◆ Your goal
Each line below that holds the word "resumed" counts once; state the total number of such lines and nothing else.

════

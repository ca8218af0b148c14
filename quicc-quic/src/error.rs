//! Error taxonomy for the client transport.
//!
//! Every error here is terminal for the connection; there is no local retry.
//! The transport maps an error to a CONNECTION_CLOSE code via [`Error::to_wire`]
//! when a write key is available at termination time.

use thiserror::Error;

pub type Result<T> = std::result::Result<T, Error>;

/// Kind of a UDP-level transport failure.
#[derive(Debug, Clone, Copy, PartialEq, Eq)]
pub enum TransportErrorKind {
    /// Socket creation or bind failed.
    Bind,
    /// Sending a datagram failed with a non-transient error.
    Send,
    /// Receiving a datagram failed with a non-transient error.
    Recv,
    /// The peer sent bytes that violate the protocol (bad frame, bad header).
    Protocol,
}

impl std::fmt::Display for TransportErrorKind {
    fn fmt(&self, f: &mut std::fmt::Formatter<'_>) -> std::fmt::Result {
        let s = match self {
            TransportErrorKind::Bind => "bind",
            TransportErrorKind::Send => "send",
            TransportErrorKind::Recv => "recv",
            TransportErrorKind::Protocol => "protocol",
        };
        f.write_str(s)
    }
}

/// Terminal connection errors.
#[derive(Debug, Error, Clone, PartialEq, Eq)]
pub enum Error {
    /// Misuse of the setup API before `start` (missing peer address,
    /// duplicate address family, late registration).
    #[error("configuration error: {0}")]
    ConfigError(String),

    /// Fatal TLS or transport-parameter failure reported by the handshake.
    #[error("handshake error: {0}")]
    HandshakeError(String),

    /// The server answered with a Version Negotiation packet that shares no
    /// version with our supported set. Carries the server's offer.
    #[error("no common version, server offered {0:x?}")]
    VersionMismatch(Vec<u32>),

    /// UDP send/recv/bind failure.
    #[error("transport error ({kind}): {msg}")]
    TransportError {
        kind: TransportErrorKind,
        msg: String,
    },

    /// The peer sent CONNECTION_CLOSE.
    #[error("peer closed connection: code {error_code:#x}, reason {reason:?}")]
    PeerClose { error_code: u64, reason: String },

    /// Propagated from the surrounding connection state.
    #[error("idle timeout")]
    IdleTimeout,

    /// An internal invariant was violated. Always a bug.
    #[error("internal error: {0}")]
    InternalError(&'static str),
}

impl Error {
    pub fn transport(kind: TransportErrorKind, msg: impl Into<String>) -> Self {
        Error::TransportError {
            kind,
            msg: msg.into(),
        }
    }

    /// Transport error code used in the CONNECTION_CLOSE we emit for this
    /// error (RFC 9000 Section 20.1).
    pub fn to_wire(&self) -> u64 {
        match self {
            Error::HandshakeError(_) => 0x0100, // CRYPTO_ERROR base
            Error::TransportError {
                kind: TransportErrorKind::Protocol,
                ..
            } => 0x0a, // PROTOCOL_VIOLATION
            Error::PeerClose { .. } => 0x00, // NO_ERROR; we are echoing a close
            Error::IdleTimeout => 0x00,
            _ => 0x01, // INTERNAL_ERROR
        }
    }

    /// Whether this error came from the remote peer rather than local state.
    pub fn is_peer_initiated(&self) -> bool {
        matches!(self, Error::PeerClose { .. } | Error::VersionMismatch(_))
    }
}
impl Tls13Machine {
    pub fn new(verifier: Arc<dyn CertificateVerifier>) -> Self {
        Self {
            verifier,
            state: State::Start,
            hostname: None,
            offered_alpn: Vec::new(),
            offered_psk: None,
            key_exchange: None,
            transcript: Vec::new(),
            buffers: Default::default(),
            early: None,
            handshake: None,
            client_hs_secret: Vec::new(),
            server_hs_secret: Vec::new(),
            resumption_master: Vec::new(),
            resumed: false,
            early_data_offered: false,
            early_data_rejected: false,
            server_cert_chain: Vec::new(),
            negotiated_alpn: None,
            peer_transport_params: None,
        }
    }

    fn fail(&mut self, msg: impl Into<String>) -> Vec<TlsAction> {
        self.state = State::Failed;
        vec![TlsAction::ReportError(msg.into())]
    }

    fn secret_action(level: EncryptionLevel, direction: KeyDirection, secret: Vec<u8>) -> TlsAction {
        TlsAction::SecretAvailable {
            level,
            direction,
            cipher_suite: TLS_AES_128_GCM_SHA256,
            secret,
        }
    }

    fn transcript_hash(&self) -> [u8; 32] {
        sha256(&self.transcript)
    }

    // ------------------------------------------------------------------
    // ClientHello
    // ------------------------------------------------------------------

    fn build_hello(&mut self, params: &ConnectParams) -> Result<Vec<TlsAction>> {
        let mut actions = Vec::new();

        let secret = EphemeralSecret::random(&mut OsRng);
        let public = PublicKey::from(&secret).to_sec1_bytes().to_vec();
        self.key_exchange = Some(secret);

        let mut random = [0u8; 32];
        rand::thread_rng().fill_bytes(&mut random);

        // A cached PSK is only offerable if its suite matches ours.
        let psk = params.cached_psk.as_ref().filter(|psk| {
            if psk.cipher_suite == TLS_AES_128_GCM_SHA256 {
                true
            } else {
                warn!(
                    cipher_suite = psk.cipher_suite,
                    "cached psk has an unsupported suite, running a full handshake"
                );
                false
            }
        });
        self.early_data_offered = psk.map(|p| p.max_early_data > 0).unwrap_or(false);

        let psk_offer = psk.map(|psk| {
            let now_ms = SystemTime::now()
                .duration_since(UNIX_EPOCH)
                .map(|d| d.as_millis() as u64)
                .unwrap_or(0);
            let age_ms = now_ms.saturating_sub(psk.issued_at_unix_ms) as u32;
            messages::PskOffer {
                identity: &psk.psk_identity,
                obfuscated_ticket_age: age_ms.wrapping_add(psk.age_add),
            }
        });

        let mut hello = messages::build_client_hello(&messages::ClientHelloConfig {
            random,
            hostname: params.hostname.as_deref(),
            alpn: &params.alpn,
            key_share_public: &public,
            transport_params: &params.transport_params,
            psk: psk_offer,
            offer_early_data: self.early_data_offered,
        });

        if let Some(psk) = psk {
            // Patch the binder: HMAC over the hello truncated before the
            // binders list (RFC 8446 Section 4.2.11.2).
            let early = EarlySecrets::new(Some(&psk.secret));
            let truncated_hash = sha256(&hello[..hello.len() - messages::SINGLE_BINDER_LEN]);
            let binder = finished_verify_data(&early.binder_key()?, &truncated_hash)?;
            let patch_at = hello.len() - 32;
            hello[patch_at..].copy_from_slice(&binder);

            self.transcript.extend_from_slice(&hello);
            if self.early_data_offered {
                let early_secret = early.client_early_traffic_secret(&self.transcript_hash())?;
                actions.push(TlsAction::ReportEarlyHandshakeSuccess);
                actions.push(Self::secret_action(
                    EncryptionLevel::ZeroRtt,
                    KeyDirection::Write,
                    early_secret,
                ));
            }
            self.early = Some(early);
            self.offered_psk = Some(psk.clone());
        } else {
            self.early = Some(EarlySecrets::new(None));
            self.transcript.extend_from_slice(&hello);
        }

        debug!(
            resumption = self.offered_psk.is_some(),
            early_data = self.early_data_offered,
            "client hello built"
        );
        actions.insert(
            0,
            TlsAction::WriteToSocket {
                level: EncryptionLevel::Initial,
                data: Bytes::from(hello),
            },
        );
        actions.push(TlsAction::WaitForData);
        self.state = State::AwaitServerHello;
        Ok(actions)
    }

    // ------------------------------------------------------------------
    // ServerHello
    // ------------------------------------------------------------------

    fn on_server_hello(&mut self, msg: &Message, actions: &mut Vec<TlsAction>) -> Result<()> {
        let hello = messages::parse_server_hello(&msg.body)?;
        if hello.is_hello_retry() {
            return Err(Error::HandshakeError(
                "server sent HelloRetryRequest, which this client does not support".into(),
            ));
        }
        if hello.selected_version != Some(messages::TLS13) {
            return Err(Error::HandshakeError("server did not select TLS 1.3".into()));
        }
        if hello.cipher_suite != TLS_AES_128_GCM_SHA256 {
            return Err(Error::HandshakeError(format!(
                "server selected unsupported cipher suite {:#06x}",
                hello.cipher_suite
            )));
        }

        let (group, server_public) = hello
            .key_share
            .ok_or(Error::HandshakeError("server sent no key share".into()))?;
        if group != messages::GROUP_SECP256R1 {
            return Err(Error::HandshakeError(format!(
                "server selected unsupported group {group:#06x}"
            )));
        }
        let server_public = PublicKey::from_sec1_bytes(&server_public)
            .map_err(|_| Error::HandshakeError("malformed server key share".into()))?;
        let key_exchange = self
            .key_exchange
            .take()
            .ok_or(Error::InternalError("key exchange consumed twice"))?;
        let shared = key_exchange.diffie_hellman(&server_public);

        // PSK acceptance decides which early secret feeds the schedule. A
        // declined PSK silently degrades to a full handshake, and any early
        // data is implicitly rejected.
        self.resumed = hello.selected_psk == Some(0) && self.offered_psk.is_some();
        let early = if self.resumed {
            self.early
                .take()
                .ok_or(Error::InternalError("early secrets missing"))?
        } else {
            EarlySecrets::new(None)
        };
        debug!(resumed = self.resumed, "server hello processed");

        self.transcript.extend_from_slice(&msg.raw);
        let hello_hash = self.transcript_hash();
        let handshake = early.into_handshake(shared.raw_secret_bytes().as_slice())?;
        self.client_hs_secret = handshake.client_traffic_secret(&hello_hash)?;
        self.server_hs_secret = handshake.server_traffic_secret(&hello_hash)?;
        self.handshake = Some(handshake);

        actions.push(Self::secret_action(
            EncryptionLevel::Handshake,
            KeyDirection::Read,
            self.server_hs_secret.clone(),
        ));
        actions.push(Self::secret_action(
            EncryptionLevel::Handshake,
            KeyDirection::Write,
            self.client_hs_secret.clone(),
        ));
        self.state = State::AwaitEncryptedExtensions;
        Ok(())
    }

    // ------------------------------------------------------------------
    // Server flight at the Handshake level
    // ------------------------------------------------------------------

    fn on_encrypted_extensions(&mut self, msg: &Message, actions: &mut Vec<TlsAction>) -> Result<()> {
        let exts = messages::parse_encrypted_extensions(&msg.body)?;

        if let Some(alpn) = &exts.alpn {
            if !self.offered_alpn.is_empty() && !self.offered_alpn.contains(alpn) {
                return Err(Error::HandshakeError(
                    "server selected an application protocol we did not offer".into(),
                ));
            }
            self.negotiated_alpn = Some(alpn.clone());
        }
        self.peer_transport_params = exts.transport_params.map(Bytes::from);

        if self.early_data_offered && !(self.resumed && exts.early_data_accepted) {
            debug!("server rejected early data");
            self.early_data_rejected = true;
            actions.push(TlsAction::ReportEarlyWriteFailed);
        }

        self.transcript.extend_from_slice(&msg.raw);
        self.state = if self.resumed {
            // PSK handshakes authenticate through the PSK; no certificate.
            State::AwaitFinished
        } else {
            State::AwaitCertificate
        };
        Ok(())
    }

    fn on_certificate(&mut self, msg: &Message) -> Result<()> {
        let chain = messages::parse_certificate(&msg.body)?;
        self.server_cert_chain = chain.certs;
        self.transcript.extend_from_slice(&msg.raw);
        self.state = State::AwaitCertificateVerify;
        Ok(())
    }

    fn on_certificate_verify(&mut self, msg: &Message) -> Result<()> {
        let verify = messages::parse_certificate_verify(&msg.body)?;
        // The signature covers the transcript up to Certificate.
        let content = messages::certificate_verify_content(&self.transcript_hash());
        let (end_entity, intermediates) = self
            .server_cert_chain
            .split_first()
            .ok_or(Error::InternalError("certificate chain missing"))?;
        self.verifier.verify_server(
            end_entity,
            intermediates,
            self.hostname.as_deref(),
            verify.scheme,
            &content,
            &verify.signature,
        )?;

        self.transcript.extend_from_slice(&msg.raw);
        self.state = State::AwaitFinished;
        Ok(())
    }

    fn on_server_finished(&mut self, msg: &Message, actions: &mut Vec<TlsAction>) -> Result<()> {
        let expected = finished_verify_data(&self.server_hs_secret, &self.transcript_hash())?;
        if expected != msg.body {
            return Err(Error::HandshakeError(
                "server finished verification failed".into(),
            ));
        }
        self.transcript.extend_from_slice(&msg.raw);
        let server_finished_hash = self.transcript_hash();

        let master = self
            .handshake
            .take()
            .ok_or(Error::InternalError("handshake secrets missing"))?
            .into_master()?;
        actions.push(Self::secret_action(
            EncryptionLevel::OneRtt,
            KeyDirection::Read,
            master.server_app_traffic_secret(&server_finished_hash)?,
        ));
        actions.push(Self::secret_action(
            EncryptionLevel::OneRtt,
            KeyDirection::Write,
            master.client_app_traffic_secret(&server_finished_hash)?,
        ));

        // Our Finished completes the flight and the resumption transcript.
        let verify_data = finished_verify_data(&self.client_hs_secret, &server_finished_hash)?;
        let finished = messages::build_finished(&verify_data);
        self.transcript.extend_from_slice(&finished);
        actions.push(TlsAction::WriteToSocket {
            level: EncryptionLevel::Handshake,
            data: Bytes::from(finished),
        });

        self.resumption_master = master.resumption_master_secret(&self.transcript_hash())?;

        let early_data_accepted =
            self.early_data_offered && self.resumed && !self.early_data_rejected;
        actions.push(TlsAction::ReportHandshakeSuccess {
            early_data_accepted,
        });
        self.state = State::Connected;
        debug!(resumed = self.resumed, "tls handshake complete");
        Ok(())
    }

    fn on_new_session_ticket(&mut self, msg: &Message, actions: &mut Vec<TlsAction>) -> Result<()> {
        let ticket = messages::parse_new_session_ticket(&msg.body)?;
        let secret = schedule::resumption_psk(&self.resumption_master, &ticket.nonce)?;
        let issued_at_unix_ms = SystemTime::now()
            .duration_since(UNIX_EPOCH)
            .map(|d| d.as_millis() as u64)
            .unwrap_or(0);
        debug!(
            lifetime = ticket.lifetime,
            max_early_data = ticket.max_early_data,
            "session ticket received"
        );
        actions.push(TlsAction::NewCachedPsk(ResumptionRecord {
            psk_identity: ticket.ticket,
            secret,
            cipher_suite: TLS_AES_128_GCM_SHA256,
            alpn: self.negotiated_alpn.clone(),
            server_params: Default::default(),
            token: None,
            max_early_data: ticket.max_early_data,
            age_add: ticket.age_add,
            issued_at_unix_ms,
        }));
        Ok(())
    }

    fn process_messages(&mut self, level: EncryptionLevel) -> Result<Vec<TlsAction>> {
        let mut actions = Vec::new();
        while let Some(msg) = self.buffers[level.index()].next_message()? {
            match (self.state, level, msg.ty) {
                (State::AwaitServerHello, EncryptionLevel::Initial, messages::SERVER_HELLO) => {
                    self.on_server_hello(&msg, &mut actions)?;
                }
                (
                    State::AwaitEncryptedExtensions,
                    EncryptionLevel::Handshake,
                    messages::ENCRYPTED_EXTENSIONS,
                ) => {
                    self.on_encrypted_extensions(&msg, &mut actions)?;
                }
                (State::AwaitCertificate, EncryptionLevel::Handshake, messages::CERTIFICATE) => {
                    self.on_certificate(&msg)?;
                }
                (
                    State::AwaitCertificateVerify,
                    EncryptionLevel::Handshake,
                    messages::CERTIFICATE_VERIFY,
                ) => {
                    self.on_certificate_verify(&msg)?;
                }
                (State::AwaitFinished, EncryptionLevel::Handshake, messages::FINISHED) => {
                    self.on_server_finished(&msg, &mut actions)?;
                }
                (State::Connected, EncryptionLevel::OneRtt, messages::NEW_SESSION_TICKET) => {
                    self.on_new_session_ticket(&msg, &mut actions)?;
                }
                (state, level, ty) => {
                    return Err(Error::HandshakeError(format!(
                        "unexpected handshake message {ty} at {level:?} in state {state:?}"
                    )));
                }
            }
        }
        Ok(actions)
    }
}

════

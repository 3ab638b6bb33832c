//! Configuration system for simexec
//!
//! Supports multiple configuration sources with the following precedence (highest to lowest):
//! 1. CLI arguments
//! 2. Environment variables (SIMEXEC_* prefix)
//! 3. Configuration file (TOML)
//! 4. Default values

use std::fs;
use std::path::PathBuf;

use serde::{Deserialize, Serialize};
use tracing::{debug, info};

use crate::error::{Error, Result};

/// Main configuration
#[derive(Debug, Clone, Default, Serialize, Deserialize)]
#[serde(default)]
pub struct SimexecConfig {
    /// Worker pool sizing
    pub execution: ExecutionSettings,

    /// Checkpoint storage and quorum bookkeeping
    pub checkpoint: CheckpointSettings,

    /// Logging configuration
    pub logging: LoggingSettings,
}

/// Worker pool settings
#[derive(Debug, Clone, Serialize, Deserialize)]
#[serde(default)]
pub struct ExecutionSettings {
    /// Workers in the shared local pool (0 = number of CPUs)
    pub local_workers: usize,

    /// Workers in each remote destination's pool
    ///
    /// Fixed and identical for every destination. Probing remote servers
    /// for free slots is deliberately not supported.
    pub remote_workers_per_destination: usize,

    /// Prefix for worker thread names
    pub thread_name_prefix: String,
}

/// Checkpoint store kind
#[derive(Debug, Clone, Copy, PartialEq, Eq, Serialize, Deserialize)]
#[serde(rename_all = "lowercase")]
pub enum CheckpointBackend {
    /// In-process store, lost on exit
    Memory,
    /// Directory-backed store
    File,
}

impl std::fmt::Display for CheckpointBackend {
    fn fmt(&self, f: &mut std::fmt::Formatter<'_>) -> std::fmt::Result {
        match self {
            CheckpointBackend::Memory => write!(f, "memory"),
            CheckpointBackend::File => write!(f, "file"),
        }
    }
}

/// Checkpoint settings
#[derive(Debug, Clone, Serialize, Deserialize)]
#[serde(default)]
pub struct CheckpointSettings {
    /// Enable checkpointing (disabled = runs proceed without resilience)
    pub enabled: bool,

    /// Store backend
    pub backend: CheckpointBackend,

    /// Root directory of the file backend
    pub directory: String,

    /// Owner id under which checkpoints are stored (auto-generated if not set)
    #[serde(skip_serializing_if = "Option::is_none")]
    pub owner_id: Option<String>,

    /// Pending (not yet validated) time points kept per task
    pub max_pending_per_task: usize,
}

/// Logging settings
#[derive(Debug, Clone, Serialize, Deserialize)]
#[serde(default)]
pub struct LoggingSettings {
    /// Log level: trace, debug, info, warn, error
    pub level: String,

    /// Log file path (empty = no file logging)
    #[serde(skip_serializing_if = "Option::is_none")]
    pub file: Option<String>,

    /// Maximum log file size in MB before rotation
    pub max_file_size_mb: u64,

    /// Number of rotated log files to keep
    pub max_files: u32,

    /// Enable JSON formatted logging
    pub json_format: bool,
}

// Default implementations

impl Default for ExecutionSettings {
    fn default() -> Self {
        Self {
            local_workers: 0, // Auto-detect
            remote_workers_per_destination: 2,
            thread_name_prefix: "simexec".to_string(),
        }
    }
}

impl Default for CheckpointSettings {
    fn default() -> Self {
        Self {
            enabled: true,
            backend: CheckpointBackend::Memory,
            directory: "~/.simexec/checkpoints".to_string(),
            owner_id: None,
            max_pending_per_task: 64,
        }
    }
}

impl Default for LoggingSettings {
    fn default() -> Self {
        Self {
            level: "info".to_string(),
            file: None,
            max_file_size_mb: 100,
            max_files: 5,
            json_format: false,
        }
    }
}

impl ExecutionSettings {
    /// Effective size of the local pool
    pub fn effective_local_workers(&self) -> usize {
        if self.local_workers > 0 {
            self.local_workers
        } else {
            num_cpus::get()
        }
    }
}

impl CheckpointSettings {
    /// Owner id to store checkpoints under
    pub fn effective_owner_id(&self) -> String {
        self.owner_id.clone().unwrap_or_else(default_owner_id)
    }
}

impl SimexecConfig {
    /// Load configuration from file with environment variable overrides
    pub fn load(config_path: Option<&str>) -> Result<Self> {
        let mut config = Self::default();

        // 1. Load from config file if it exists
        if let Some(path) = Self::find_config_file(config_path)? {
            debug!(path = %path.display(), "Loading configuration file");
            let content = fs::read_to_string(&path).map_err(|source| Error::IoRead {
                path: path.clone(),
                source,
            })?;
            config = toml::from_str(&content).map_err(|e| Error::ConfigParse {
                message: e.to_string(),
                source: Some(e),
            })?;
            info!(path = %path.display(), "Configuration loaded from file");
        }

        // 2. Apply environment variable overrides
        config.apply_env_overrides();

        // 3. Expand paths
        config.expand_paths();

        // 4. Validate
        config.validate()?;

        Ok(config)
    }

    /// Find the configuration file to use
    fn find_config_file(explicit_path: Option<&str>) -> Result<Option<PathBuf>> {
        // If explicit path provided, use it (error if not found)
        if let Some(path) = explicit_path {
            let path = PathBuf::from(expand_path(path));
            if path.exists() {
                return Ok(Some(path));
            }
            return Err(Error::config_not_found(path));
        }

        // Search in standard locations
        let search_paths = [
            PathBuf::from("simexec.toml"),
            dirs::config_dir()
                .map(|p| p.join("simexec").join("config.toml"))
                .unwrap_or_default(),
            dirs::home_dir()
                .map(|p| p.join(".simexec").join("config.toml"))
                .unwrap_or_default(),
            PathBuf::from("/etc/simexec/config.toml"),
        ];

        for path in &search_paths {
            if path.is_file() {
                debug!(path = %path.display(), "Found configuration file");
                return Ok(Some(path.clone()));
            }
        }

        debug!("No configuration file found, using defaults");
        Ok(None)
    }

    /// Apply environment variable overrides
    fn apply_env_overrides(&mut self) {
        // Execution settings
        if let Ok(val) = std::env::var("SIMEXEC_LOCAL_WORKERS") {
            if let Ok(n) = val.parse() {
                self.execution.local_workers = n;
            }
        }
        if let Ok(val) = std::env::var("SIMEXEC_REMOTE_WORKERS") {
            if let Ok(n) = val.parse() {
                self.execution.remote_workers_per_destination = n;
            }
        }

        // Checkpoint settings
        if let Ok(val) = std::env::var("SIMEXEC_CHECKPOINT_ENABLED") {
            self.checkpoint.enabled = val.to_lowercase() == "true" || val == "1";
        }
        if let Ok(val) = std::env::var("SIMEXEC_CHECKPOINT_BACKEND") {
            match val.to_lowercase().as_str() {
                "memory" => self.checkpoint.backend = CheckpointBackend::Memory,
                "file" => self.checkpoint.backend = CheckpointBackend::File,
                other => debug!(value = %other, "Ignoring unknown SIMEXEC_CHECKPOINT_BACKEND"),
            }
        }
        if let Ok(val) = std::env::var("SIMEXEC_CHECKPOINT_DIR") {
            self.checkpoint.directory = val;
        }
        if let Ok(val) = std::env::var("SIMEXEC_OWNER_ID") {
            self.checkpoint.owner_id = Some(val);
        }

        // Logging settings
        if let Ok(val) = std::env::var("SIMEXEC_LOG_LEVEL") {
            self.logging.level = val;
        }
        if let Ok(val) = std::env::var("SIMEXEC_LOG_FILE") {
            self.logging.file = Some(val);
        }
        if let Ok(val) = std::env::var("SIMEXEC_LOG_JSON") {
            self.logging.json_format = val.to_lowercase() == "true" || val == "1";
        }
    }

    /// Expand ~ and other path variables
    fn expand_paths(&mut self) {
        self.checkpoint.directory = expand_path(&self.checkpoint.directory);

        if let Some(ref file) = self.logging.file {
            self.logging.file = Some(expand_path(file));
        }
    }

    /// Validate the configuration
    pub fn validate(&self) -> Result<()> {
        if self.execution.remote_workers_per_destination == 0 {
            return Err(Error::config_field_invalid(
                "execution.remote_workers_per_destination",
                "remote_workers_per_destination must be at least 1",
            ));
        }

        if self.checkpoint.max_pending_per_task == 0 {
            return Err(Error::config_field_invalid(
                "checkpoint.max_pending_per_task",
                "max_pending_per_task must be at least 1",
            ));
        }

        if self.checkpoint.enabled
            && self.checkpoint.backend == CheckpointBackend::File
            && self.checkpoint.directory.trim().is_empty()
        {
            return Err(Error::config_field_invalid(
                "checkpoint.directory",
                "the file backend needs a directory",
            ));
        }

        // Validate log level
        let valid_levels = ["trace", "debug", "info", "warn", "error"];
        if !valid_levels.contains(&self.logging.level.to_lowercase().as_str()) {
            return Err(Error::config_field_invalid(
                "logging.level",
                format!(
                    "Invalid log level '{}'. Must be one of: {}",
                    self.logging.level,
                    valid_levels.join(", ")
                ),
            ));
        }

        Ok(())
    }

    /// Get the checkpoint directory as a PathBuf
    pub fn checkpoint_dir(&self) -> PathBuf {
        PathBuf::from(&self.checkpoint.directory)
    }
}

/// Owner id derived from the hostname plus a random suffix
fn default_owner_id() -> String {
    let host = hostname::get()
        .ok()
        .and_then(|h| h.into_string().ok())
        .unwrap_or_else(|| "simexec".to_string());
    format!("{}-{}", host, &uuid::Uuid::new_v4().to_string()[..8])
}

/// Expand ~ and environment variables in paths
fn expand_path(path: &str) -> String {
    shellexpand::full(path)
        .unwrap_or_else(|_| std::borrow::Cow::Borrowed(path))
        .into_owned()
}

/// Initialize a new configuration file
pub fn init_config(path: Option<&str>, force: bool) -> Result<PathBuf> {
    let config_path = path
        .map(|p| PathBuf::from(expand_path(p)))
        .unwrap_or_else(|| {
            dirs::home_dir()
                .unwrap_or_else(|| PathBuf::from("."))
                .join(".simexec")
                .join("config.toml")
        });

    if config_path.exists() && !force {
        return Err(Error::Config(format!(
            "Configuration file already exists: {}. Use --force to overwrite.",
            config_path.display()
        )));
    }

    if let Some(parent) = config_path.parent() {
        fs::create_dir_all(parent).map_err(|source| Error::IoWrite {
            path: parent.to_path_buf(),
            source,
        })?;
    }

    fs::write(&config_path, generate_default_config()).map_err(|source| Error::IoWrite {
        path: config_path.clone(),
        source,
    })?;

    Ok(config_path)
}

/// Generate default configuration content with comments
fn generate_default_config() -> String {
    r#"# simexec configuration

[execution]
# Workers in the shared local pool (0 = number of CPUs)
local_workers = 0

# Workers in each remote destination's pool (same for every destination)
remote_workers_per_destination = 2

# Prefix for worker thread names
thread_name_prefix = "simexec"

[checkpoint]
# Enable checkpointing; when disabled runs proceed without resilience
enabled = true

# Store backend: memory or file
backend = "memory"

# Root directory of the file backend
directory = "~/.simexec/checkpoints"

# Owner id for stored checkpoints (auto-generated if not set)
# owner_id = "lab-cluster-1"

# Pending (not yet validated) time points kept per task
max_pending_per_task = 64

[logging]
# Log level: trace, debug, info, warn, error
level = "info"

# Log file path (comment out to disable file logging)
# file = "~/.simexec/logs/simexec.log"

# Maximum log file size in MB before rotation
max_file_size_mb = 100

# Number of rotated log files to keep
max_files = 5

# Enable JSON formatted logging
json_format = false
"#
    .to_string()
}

════

◆ Output of the exercise
8